A TV crew surrounding her, conductor Sarah Hicks leaned toward the glass, trying to catch sight of her co-stars: three Alaskan brown bears.
"Are they big?" she joked, and the crew laughed.
Just then, the bears appeared, with Hicks narrating their movements down the hill. "Look how they lumber — gracefully, slowly," she said, a boom mic bobbing above her head. "They are looking for food."
Normally, you can find Hicks onstage at Orchestra Hall, leading dozens of string, brass and woodwind players. But on this January morning, she was at the Minnesota Zoo, working with bears, tigers and gibbons. From a safe distance, of course, and with the help of zookeepers.

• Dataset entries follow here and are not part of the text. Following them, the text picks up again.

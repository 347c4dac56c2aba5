use crate::error::LookupError;
use crate::metadata::RecordingMetadata;
use crate::rate_limit::RateLimiter;
use std::sync::Arc;
use std::time::Duration;
use tokio::runtime::Handle;
use tracing::debug;

pub const MUSICBRAINZ_BASE_URL: &str = "https://musicbrainz.org/ws/2";

/// MusicBrainz allows one request per second per client
pub const MUSICBRAINZ_MIN_INTERVAL: Duration = Duration::from_secs(1);

/// Associations requested with every recording lookup
pub const RECORDING_INCLUDES: &[&str] = &["artist-credits", "releases", "tags"];

/// Recording metadata catalog
pub trait MetadataCatalog: Send + Sync {
    fn recording(&self, recording_id: &str) -> Result<RecordingMetadata, LookupError>;
}

/// Build the user agent MusicBrainz asks clients to send, with a way to contact the operator
pub fn user_agent(contact_email: &str) -> String {
    format!(
        "{}/{} ( {} )",
        crate::APP_NAME,
        crate::APP_VERSION,
        contact_email
    )
}

/// MusicBrainz web service client
///
/// Every lookup goes through one rate limiter, so workers sharing the client
/// stay within the service's request budget.
pub struct MusicBrainzClient {
    http_client: reqwest::Client,
    handle: Handle,
    base_url: String,
    rate_limiter: Arc<RateLimiter>,
}

impl MusicBrainzClient {
    pub fn new(contact_email: &str, handle: Handle) -> Result<Self, LookupError> {
        let http_client = reqwest::Client::builder()
            .user_agent(user_agent(contact_email))
            .build()?;

        Ok(Self {
            http_client,
            handle,
            base_url: MUSICBRAINZ_BASE_URL.to_string(),
            rate_limiter: Arc::new(RateLimiter::new("MusicBrainz", MUSICBRAINZ_MIN_INTERVAL)),
        })
    }

    /// Point the client at another web service root
    pub fn with_base_url(mut self, base_url: impl Into<String>) -> Self {
        self.base_url = base_url.into();
        self
    }

    /// Replace the request spacing
    pub fn with_rate_limit(mut self, min_interval: Duration) -> Self {
        self.rate_limiter = Arc::new(RateLimiter::new("MusicBrainz", min_interval));
        self
    }

    fn recording_url(&self, recording_id: &str) -> String {
        format!(
            "{}/recording/{}",
            self.base_url.trim_end_matches('/'),
            recording_id
        )
    }

    async fn recording_async(&self, recording_id: &str) -> Result<RecordingMetadata, LookupError> {
        let url = format!(
            "{}?inc={}&fmt=json",
            self.recording_url(recording_id),
            RECORDING_INCLUDES.join("+")
        );

        self.rate_limiter.wait().await;
        debug!(recording_id, "Looking up MusicBrainz recording");

        let response = self
            .http_client
            .get(&url)
            .send()
            .await?;

        let status = response.status();
        if !status.is_success() {
            let body = response.text().await.unwrap_or_default();
            return Err(LookupError::Api {
                status: status.as_u16(),
                body,
            });
        }

        let recording = response.json::<RecordingMetadata>().await?;
        if recording.id != recording_id {
            // merged recordings answer with their current MBID
            debug!(requested = recording_id, received = %recording.id, "MusicBrainz redirected recording");
        }

        Ok(recording)
    }
}

impl MetadataCatalog for MusicBrainzClient {
    fn recording(&self, recording_id: &str) -> Result<RecordingMetadata, LookupError> {
        self.handle.block_on(self.recording_async(recording_id))
    }
}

The taped segments will be woven into a live Minnesota Orchestra Young People's Concert being broadcast at 3 p.m. Friday on Twin Cities Public Television (TPT) and streaming online. The one-hour program uses animals to connect to music and vice versa, exploring how composers communicate ideas.
The orchestra has held young people's concerts for more than a century. (In 1911, tickets for children's concerts cost 10 cents.) But this is the first that's been televised.
"I think it's a silver lining of COVID that organizations, having to pivot, are reconsidering what they're doing and how they're doing it," said Hicks, principal conductor of Live at Orchestra Hall.
Since September, Hicks has hosted the orchestra's concerts for radio, TV and streaming audiences, providing introductions and insights from the aisles of an empty hall. Now, the orchestra and TPT are starting to translate its youth and family offerings.